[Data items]
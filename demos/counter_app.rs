//! Counter application: one store, one scope, one observing consumer

use cradle::{Binding, Merge, Registry, Store};

#[derive(Clone, Debug)]
struct CounterState {
    count: i32,
    step: i32,
}

#[derive(Default)]
struct CounterPatch {
    count: Option<i32>,
    step: Option<i32>,
}

impl Merge for CounterState {
    type Patch = CounterPatch;

    fn merge(&self, patch: CounterPatch) -> Self {
        CounterState {
            count: patch.count.unwrap_or(self.count),
            step: patch.step.unwrap_or(self.step),
        }
    }
}

fn main() {
    println!("=== Counter Application ===\n");

    // Bootstrap: build the store once and provide it to the root scope.
    println!("1. Building the counter store");
    let counter = Store::new(CounterState { count: 0, step: 1 });
    let registry = Registry::new().provide(&counter);

    // A consumer activates: resolve once, observe for the activation's
    // lifetime, wake on every accepted change.
    println!("\n2. Activating an observing consumer");
    let binding = Binding::with_waker(&registry, counter.key(), || {
        println!("   [wake] state changed, consumer re-renders");
    })
    .expect("counter store was provided at bootstrap");

    let print_state = |binding: &Binding<CounterState>| {
        binding.read(|s| {
            println!("   Count: {} | Step: {}", s.count, s.step);
        });
    };

    println!("\n3. Initial state:");
    print_state(&binding);

    println!("\n4. Incrementing three times...");
    for _ in 0..3 {
        counter.update(|s| {
            Some(CounterPatch {
                count: Some(s.count + s.step),
                ..Default::default()
            })
        });
    }
    print_state(&binding);

    println!("\n5. Changing step size to 5 (count untouched by the merge)");
    counter.apply(CounterPatch {
        step: Some(5),
        ..Default::default()
    });
    print_state(&binding);

    println!("\n6. An update that declines (count already large enough)");
    counter.update(|s| {
        (s.count < 3).then(|| CounterPatch {
            count: Some(s.count + s.step),
            ..Default::default()
        })
    });
    print_state(&binding);

    println!(
        "\n7. Consumer saw {} accepted changes",
        binding.revision()
    );

    drop(binding);
    println!(
        "\n8. Consumer deactivated, {} subscribers remain",
        counter.subscriber_count()
    );

    println!("\n✓ Counter application complete!");
}
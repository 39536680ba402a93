//! State holders with merge-based updates and synchronous notification.
//!
//! A [`Store`] holds one piece of application state. Updates arrive either
//! as ready-made patches or as derivations from the current state (see
//! [`Update`]); an accepted update shallow-merges into the state (see
//! [`Merge`]) and notifies every subscriber once, in registration order.

mod ident;
mod merge;
mod store;
mod update;

pub use ident::StoreId;
pub use merge::Merge;
pub use store::{ListenerId, Store};
pub use update::Update;
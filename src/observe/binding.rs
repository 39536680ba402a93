use std::fmt;
use std::sync::atomic::{AtomicU64, Ordering};
use std::sync::Arc;

use crate::registry::{Registry, RegistryError, StoreKey};
use crate::store::{ListenerId, Store};

/// Binds one consumer to one store for exactly the binding's lifetime.
///
/// On construction the store is resolved from the registry once and a
/// listener is subscribed; the listener bumps an internal revision counter
/// exactly once per accepted change (and invokes the waker, when one was
/// given). Dropping the binding unsubscribes that same listener, so
/// activation and deactivation stay symmetric and nothing leaks.
///
/// Consumers poll [`revision`](Binding::revision) (or react to their waker)
/// to decide when to re-read state; the binding never re-resolves and never
/// re-subscribes across re-reads.
///
/// # Examples
///
/// ```
/// use cradle::{Binding, Merge, Registry, Store};
///
/// #[derive(Clone, Debug, PartialEq)]
/// struct Counter {
///     count: i32,
/// }
///
/// impl Merge for Counter {
///     type Patch = i32;
///
///     fn merge(&self, count: i32) -> Self {
///         Counter { count }
///     }
/// }
///
/// let counter = Store::new(Counter { count: 0 });
/// let registry = Registry::new().provide(&counter);
///
/// let binding = Binding::new(&registry, counter.key()).unwrap();
/// assert_eq!(binding.revision(), 0);
///
/// counter.apply(1);
/// assert_eq!(binding.revision(), 1);
/// assert_eq!(binding.get().count, 1);
///
/// drop(binding);
/// assert_eq!(counter.subscriber_count(), 0);
/// ```
pub struct Binding<S> {
    store: Store<S>,
    listener: ListenerId,
    revision: Arc<AtomicU64>,
}

impl<S: Send + Sync + 'static> Binding<S> {
    /// Resolve `key` from `registry` and start observing the store.
    ///
    /// Fails with the registry's missing-provider error when no enclosing
    /// scope provided the key; an activation must not proceed without its
    /// store.
    pub fn new(registry: &Registry, key: StoreKey<S>) -> Result<Self, RegistryError> {
        Self::bind(registry, key, None)
    }

    /// Like [`new`](Binding::new), but also invokes `waker` once per
    /// accepted change — the hook a consumer uses to schedule its own
    /// re-evaluation.
    ///
    /// The waker runs inside the store's notification cycle, so it must not
    /// update the store it observes.
    pub fn with_waker<F>(
        registry: &Registry,
        key: StoreKey<S>,
        waker: F,
    ) -> Result<Self, RegistryError>
    where
        F: Fn() + Send + Sync + 'static,
    {
        Self::bind(registry, key, Some(Arc::new(waker)))
    }

    fn bind(
        registry: &Registry,
        key: StoreKey<S>,
        waker: Option<Arc<dyn Fn() + Send + Sync>>,
    ) -> Result<Self, RegistryError> {
        let store = registry.resolve(key)?;
        let revision = Arc::new(AtomicU64::new(0));
        let listener = {
            let revision = Arc::clone(&revision);
            store.subscribe(move || {
                revision.fetch_add(1, Ordering::Release);
                if let Some(waker) = &waker {
                    waker();
                }
            })
        };
        Ok(Binding {
            store,
            listener,
            revision,
        })
    }
}

impl<S> Binding<S> {
    /// The resolved store — possibly a scope override, not the instance the
    /// key came from.
    pub fn store(&self) -> &Store<S> {
        &self.store
    }

    /// Number of accepted changes observed since activation.
    ///
    /// Strictly increases by one per notification; compare against a
    /// remembered value to decide whether to re-evaluate.
    pub fn revision(&self) -> u64 {
        self.revision.load(Ordering::Acquire)
    }

    /// Get a clone of the observed store's current state.
    pub fn get(&self) -> S
    where
        S: Clone,
    {
        self.store.get()
    }

    /// Read the observed store's state without cloning.
    pub fn read<F, R>(&self, f: F) -> R
    where
        F: FnOnce(&S) -> R,
    {
        self.store.read(f)
    }
}

impl<S> Drop for Binding<S> {
    fn drop(&mut self) {
        self.store.unsubscribe(self.listener);
    }
}

impl<S> fmt::Debug for Binding<S> {
    fn fmt(&self, f: &mut fmt::Formatter<'_>) -> fmt::Result {
        f.debug_struct("Binding")
            .field("store", &self.store.id())
            .field("revision", &self.revision())
            .finish()
    }
}
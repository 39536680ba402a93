use std::any::Any;
use std::collections::HashMap;
use std::fmt;
use std::hash::{Hash, Hasher};
use std::marker::PhantomData;
use std::sync::Arc;

use tracing::{debug, warn};

use crate::store::{Store, StoreId};

use super::RegistryError;

/// A typed registry key: a [`StoreId`] plus the state type it resolves to.
///
/// Obtained from [`Store::key`]. Keys are plain `Copy` values; two keys are
/// equal exactly when their ids are equal.
pub struct StoreKey<S> {
    id: StoreId,
    _state: PhantomData<fn() -> S>,
}

impl<S> StoreKey<S> {
    pub(crate) fn new(id: StoreId) -> Self {
        StoreKey {
            id,
            _state: PhantomData,
        }
    }

    /// The id this key resolves by.
    pub fn id(&self) -> StoreId {
        self.id
    }
}

// Manual impls: the derives would bound `S`, and keys must stay plain
// values for any state type.
impl<S> Clone for StoreKey<S> {
    fn clone(&self) -> Self {
        *self
    }
}

impl<S> Copy for StoreKey<S> {}

impl<S> PartialEq for StoreKey<S> {
    fn eq(&self, other: &Self) -> bool {
        self.id == other.id
    }
}

impl<S> Eq for StoreKey<S> {}

impl<S> Hash for StoreKey<S> {
    fn hash<H: Hasher>(&self, state: &mut H) {
        self.id.hash(state);
    }
}

impl<S> fmt::Debug for StoreKey<S> {
    fn fmt(&self, f: &mut fmt::Formatter<'_>) -> fmt::Result {
        f.debug_tuple("StoreKey").field(&self.id).finish()
    }
}

/// An immutable snapshot mapping store identity to store handle.
///
/// A registry is the scope a subtree of the application resolves its stores
/// from. Extending a registry copies it and overlays the new entries, so a
/// child scope can add or override stores without touching its parent:
/// siblings and ancestors keep resolving what they always did.
///
/// The root scope starts empty; application bootstrap provides its stores
/// and passes the resulting registry down the tree.
///
/// # Examples
///
/// ```
/// use cradle::{Merge, Registry, Store};
///
/// #[derive(Clone, Debug, PartialEq)]
/// struct Theme {
///     dark: bool,
/// }
///
/// impl Merge for Theme {
///     type Patch = Theme;
///
///     fn merge(&self, patch: Theme) -> Self {
///         patch
///     }
/// }
///
/// let theme = Store::new(Theme { dark: false });
/// let root = Registry::new().provide(&theme);
///
/// // A child scope overrides the theme for its subtree only.
/// let dark_theme = Store::new(Theme { dark: true });
/// let child = root.provide_as(theme.key(), &dark_theme);
///
/// assert!(!root.resolve(theme.key()).unwrap().get().dark);
/// assert!(child.resolve(theme.key()).unwrap().get().dark);
/// ```
#[derive(Clone, Default)]
pub struct Registry {
    entries: HashMap<StoreId, Arc<dyn Any + Send + Sync>>,
}

impl Registry {
    /// Create an empty root scope.
    pub fn new() -> Self {
        Registry::default()
    }

    /// Extend this scope with a store, registered under its own key.
    ///
    /// Returns the child scope; `self` is untouched. Chained `provide` calls
    /// overlay left to right, so a later entry wins over an earlier one
    /// sharing the same id.
    #[must_use]
    pub fn provide<S>(&self, store: &Store<S>) -> Registry
    where
        S: Send + Sync + 'static,
    {
        self.bind(store.key(), store)
    }

    /// Extend this scope, binding `store` under someone else's key.
    ///
    /// Descendants resolving `key` get `store` instead of whatever an
    /// ancestor bound; handles already resolved from ancestor scopes keep
    /// pointing at the original.
    #[must_use]
    pub fn provide_as<S>(&self, key: StoreKey<S>, store: &Store<S>) -> Registry
    where
        S: Send + Sync + 'static,
    {
        self.bind(key, store)
    }

    fn bind<S>(&self, key: StoreKey<S>, store: &Store<S>) -> Registry
    where
        S: Send + Sync + 'static,
    {
        let mut entries = self.entries.clone();
        entries.insert(key.id(), Arc::new(store.clone()));
        debug!(key = %key.id(), store = %store.id(), entries = entries.len(), "scope extended");
        Registry { entries }
    }

    /// Resolve a store by key.
    ///
    /// Fails with [`RegistryError::MissingProvider`] when no enclosing scope
    /// provided the key. This is fatal to the caller's activation by design;
    /// a default store is never substituted.
    pub fn resolve<S>(&self, key: StoreKey<S>) -> Result<Store<S>, RegistryError>
    where
        S: Send + Sync + 'static,
    {
        let entry = self.entries.get(&key.id()).ok_or_else(|| {
            warn!(key = %key.id(), "resolve failed: no provider in scope");
            RegistryError::MissingProvider(key.id())
        })?;
        entry
            .downcast_ref::<Store<S>>()
            .cloned()
            .ok_or(RegistryError::TypeMismatch(key.id()))
    }

    /// Whether a provider exists for the key in this scope.
    pub fn contains<S>(&self, key: StoreKey<S>) -> bool {
        self.entries.contains_key(&key.id())
    }

    /// Number of stores visible from this scope.
    pub fn len(&self) -> usize {
        self.entries.len()
    }

    /// Whether this scope has no stores at all.
    pub fn is_empty(&self) -> bool {
        self.entries.is_empty()
    }
}

impl fmt::Debug for Registry {
    fn fmt(&self, f: &mut fmt::Formatter<'_>) -> fmt::Result {
        let mut ids: Vec<StoreId> = self.entries.keys().copied().collect();
        ids.sort();
        f.debug_struct("Registry").field("ids", &ids).finish()
    }
}
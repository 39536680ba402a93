use super::Merge;

/// A tagged updater: either a ready-made patch or a derivation from the
/// current state.
///
/// The derive form may return `None` to signal "no change"; the store treats
/// that as a silent no-op and fires no notifications. The value form always
/// carries a patch, so it cannot express "no change".
pub enum Update<S: Merge> {
    /// Merge this patch into the current state.
    Value(S::Patch),
    /// Compute a patch from the current state; `None` means no change.
    Derive(Box<dyn FnOnce(&S) -> Option<S::Patch>>),
}

impl<S: Merge> Update<S> {
    /// Wrap a patch-producing closure as a derive updater.
    pub fn derive<F>(f: F) -> Self
    where
        F: FnOnce(&S) -> Option<S::Patch> + 'static,
    {
        Update::Derive(Box::new(f))
    }

    /// Resolve the updater against the current state, yielding the candidate
    /// patch (or `None` for a no-op).
    pub(crate) fn candidate(self, current: &S) -> Option<S::Patch> {
        match self {
            Update::Value(patch) => Some(patch),
            Update::Derive(f) => f(current),
        }
    }
}
//! Nested scopes: a subtree overrides a store without touching its parent

use cradle::{Merge, Registry, Store, StoreKey};

#[derive(Clone, Debug)]
struct Theme {
    name: String,
    dark: bool,
}

impl Merge for Theme {
    // Whole-value replacement: themes are swapped, not patched.
    type Patch = Theme;

    fn merge(&self, patch: Theme) -> Self {
        patch
    }
}

// A component somewhere down the tree: it only knows the key and whatever
// scope its parent handed it.
fn render_panel(scope: &Registry, theme_key: StoreKey<Theme>, label: &str) {
    let theme = scope
        .resolve(theme_key)
        .expect("theme store provided by an enclosing scope");
    theme.read(|t| {
        println!(
            "   [{label}] theme = {} (dark: {})",
            t.name, t.dark
        );
    });
}

fn main() {
    println!("=== Nested Scopes ===\n");

    println!("1. Bootstrap provides the default theme at the root");
    let default_theme = Store::new(Theme {
        name: "daylight".to_string(),
        dark: false,
    });
    let root = Registry::new().provide(&default_theme);
    let theme_key = default_theme.key();

    println!("\n2. Two siblings descend from the root scope");
    render_panel(&root, theme_key, "sidebar");
    render_panel(&root, theme_key, "editor");

    println!("\n3. The editor subtree overrides the theme for itself only");
    let midnight = Store::new(Theme {
        name: "midnight".to_string(),
        dark: true,
    });
    let editor_scope = root.provide_as(theme_key, &midnight);

    render_panel(&root, theme_key, "sidebar");
    render_panel(&editor_scope, theme_key, "editor");

    println!("\n4. Updating the override reaches the editor subtree alone");
    midnight.apply(Theme {
        name: "midnight-high-contrast".to_string(),
        dark: true,
    });
    render_panel(&root, theme_key, "sidebar");
    render_panel(&editor_scope, theme_key, "editor");

    println!("\n5. A never-provided store fails loudly");
    let stray = Store::new(Theme {
        name: "stray".to_string(),
        dark: false,
    });
    match root.resolve(stray.key()) {
        Ok(_) => unreachable!(),
        Err(err) => println!("   resolve error: {err}"),
    }

    println!("\n✓ Nested scopes complete!");
}
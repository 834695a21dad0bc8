use std::path::PathBuf;
use std::sync::{mpsc, Arc};
use std::time::Duration;

use anyhow::Context;
use clap::{Parser, Subcommand};
use tracing::{info, warn};
use tracing_subscriber::filter::EnvFilter;

use tli_tracker::catalog::ItemCatalog;
use tli_tracker::config::Config;
use tli_tracker::events::{ChannelSink, LogSink};
use tli_tracker::models::Session;
use tli_tracker::prices::{pinned_price, PriceBook};
use tli_tracker::service::{run_status_ticker, spawn_notification_drain, TrackerService};
use tli_tracker::storage::{
    load_prices, save_prices, DataDir, JsonSessionStore, MemorySessionStore, SessionStore,
};
use tli_tracker::tracker::ChunkStats;
use tli_tracker::watcher::{detect_game_log, split_lines, LogWatcher};
use tli_tracker::web;

#[derive(Parser)]
#[command(name = "tli-tracker", version, about = "Torchlight: Infinite drop and profit tracker")]
struct Cli {
    /// Directory for config, prices and session history
    #[arg(long, global = true)]
    data_dir: Option<PathBuf>,
    #[command(subcommand)]
    command: Commands,
}

#[derive(Subcommand)]
enum Commands {
    /// Tail the game log and serve the JSON API
    Watch {
        /// Path to UE_game.log (auto-detected when omitted)
        #[arg(long)]
        log: Option<PathBuf>,
        #[arg(long, default_value = "127.0.0.1:8787")]
        addr: String,
        /// Seconds between status log lines
        #[arg(long, default_value_t = 60)]
        status_interval: u64,
    },
    /// Feed a saved log through the tracker and print the final state
    Replay {
        file: PathBuf,
        /// Deliver the file in chunks of this many lines
        #[arg(long)]
        chunk_lines: Option<usize>,
        /// Save sessions and prices to the data directory
        #[arg(long)]
        persist: bool,
    },
    /// List stored sessions
    Sessions {
        #[arg(long, default_value_t = 10)]
        count: usize,
        /// Only sessions started today
        #[arg(long)]
        today: bool,
    },
    /// Show totals across all sessions, or one session
    Summary {
        #[arg(long)]
        session: Option<String>,
    },
    /// Delete a stored session
    DeleteSession { id: String },
    /// List known prices
    Prices,
    /// Set a price manually
    SetPrice { item_id: String, price: f64 },
    /// Show the configuration, or change keys with --set key=value
    Config {
        #[arg(long = "set", value_name = "KEY=VALUE")]
        set: Vec<String>,
    },
}

fn main() -> anyhow::Result<()> {
    init_logging();
    let cli = Cli::parse();
    let data = DataDir::resolve(cli.data_dir)?;
    let config = Config::load(&data.config_path())
        .with_context(|| format!("invalid config at {}", data.config_path().display()))?;

    match cli.command {
        Commands::Watch {
            log,
            addr,
            status_interval,
        } => {
            let runtime = tokio::runtime::Builder::new_multi_thread()
                .enable_all()
                .build()?;
            runtime.block_on(watch(data, config, log, addr, status_interval))?;
        }
        Commands::Replay {
            file,
            chunk_lines,
            persist,
        } => replay(&data, config, file, chunk_lines.unwrap_or(0), persist)?,
        Commands::Sessions { count, today } => {
            let store = JsonSessionStore::open(data.sessions_path(), config.max_sessions)?;
            let sessions = if today {
                store.today()
            } else {
                store.recent(count)?
            };
            if sessions.is_empty() {
                println!("No sessions found.");
                return Ok(());
            }
            for session in sessions {
                let status = if session.is_active() { "active" } else { "ended" };
                println!(
                    "{} | {} | {} | maps: {} | value: {:.2}",
                    session.id,
                    session.started_at.format("%Y-%m-%d %H:%M"),
                    status,
                    session.map_count(),
                    session.total_value()
                );
            }
        }
        Commands::Summary { session } => {
            let store = JsonSessionStore::open(data.sessions_path(), config.max_sessions)?;
            match session {
                Some(id) => {
                    let session = store
                        .get(&id)?
                        .ok_or_else(|| anyhow::anyhow!("Session not found"))?;
                    print_session(&session);
                }
                None => {
                    let summary = store.summary();
                    println!("Sessions: {}", summary.total_sessions);
                    println!("Maps: {}", summary.total_maps);
                    println!("Total value: {:.2}", summary.total_value);
                    println!("Items: {}", summary.total_items);
                    println!("Mapping time: {:.1} minutes", summary.total_time_seconds / 60.0);
                    println!("Value/hour: {:.2}", summary.average_value_per_hour);
                    println!("Maps/hour: {:.2}", summary.average_maps_per_hour);
                }
            }
        }
        Commands::DeleteSession { id } => {
            let store = JsonSessionStore::open(data.sessions_path(), config.max_sessions)?;
            if store.delete(&id)? {
                println!("Session deleted: {}", id);
            } else {
                println!("Session not found: {}", id);
            }
        }
        Commands::Prices => {
            let catalog = ItemCatalog::load(&data.items_path())?;
            let book = PriceBook::from_records(load_prices(&data.prices_path())?, config.tax());
            let mut rows: Vec<_> = book.records().iter().collect();
            rows.sort_by(|a, b| a.0.cmp(b.0));
            for (item_id, record) in rows {
                println!(
                    "{} | {} | {:.4} | {:?}",
                    item_id,
                    catalog.name(item_id),
                    record.price,
                    book.price_status(item_id)
                );
            }
        }
        Commands::SetPrice { item_id, price } => {
            if pinned_price(&item_id).is_some() {
                anyhow::bail!("Price of {} is fixed", item_id);
            }
            if !price.is_finite() || price < 0.0 {
                anyhow::bail!("Price must be a non-negative number");
            }
            let mut book = PriceBook::from_records(load_prices(&data.prices_path())?, config.tax());
            book.set_price(&item_id, price);
            save_prices(&data.prices_path(), book.records())?;
            println!("Price set: {} = {:.4}", item_id, price);
        }
        Commands::Config { set } => {
            let config = if set.is_empty() {
                config
            } else {
                let updated = apply_overrides(&config, &set)?;
                updated.save(&data.config_path())?;
                info!(path = %data.config_path().display(), "Configuration saved");
                updated
            };
            println!("{}", serde_json::to_string_pretty(&config)?);
        }
    }

    Ok(())
}

fn init_logging() {
    let filter = EnvFilter::builder()
        .with_default_directive(tracing::Level::INFO.into())
        .from_env_lossy();
    tracing_subscriber::fmt()
        .with_env_filter(filter)
        .with_target(false)
        .with_writer(std::io::stderr)
        .init();
}

async fn watch(
    data: DataDir,
    config: Config,
    log: Option<PathBuf>,
    addr: String,
    status_interval: u64,
) -> anyhow::Result<()> {
    let log_path = detect_game_log(log.as_deref().or(config.log_path.as_deref()))
        .ok_or_else(|| anyhow::anyhow!("UE_game.log not found; pass --log or set log_path"))?;

    let (sink, notifications) = ChannelSink::pair();
    // Detached: it ends once the engine and its sink are dropped.
    spawn_notification_drain(notifications, LogSink)?;

    let service = TrackerService::open(&data, config, Box::new(sink))?;
    service.set_log_path(Some(log_path.clone()));

    let (chunk_tx, chunk_rx) = mpsc::channel();
    let worker = service.spawn_worker(chunk_rx)?;
    let watcher = LogWatcher::spawn(&log_path, chunk_tx)?;
    let ticker = tokio::spawn(run_status_ticker(
        service.clone(),
        Duration::from_secs(status_interval.max(1)),
    ));

    let served = web::serve(addr, service.clone()).await;

    ticker.abort();
    let _ = ticker.await;
    drop(watcher);
    if worker.join().is_err() {
        warn!("Chunk worker panicked");
    }
    service.flush()?;
    served
}

fn replay(
    data: &DataDir,
    config: Config,
    file: PathBuf,
    chunk_lines: usize,
    persist: bool,
) -> anyhow::Result<()> {
    let bytes = std::fs::read(&file).with_context(|| format!("cannot read {}", file.display()))?;
    let text = String::from_utf8_lossy(&bytes);

    let service = if persist {
        TrackerService::open(data, config, Box::new(LogSink))?
    } else {
        let catalog = Arc::new(ItemCatalog::load(&data.items_path())?);
        let prices = PriceBook::from_records(load_prices(&data.prices_path())?, config.tax());
        TrackerService::in_memory(
            config,
            catalog,
            prices,
            Arc::new(MemorySessionStore::new()),
            Box::new(LogSink),
        )
    };

    let mut totals = ChunkStats::default();
    let chunks = split_lines(&text, chunk_lines);
    for chunk in &chunks {
        let stats = service.process_chunk(chunk);
        totals.events += stats.events;
        totals.drops += stats.drops;
        totals.price_updates += stats.price_updates;
        totals.map_changes += stats.map_changes;
    }
    service.flush()?;
    info!(
        chunks = chunks.len(),
        events = totals.events,
        drops = totals.drops,
        price_updates = totals.price_updates,
        map_changes = totals.map_changes,
        "Replay finished"
    );
    println!("{}", serde_json::to_string_pretty(&service.snapshot())?);
    Ok(())
}

fn print_session(session: &Session) {
    let summary = session.summary();
    println!("Session: {}", summary.id);
    println!("Started: {}", summary.started_at.format("%Y-%m-%d %H:%M:%S"));
    if let Some(ended) = summary.ended_at {
        println!("Ended: {}", ended.format("%Y-%m-%d %H:%M:%S"));
    }
    println!("Maps: {}", summary.map_count);
    println!("Items: {}", summary.total_items);
    println!("Total value: {:.2}", summary.total_value);
    println!("Investment: {:.2}", summary.total_investment);
    println!("Net value: {:.2}", summary.net_value);
    println!("Value/hour: {:.2}", summary.value_per_hour);
    println!("Maps/hour: {:.2}", summary.maps_per_hour);
}

/// Apply `key=value` pairs; values are parsed as JSON, falling back to a string.
fn apply_overrides(config: &Config, pairs: &[String]) -> anyhow::Result<Config> {
    let mut value = serde_json::to_value(config)?;
    let fields = value
        .as_object_mut()
        .ok_or_else(|| anyhow::anyhow!("config is not an object"))?;
    for pair in pairs {
        let (key, raw) = pair
            .split_once('=')
            .ok_or_else(|| anyhow::anyhow!("expected KEY=VALUE, got '{}'", pair))?;
        let key = key.trim();
        if !fields.contains_key(key) {
            anyhow::bail!("unknown config key '{}'", key);
        }
        let parsed = serde_json::from_str(raw.trim())
            .unwrap_or_else(|_| serde_json::Value::String(raw.trim().to_string()));
        fields.insert(key.to_string(), parsed);
    }
    let updated: Config = serde_json::from_value(value)?;
    updated.validate()?;
    Ok(updated)
}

__WHAT TO PRODUCE__: What is needed is an exact copy of the entries from their first line down to the line with "#[derive(Default)]", that line included, and nothing beyond it.

__RESPONSE AREA__:
filename demos/counter_app.rs
//! Counter application: one store, one scope, one observing consumer

use cradle::{Binding, Merge, Registry, Store};

#[derive(Clone, Debug)]
struct CounterState {
    count: i32,
    step: i32,
}

#[derive(Default)]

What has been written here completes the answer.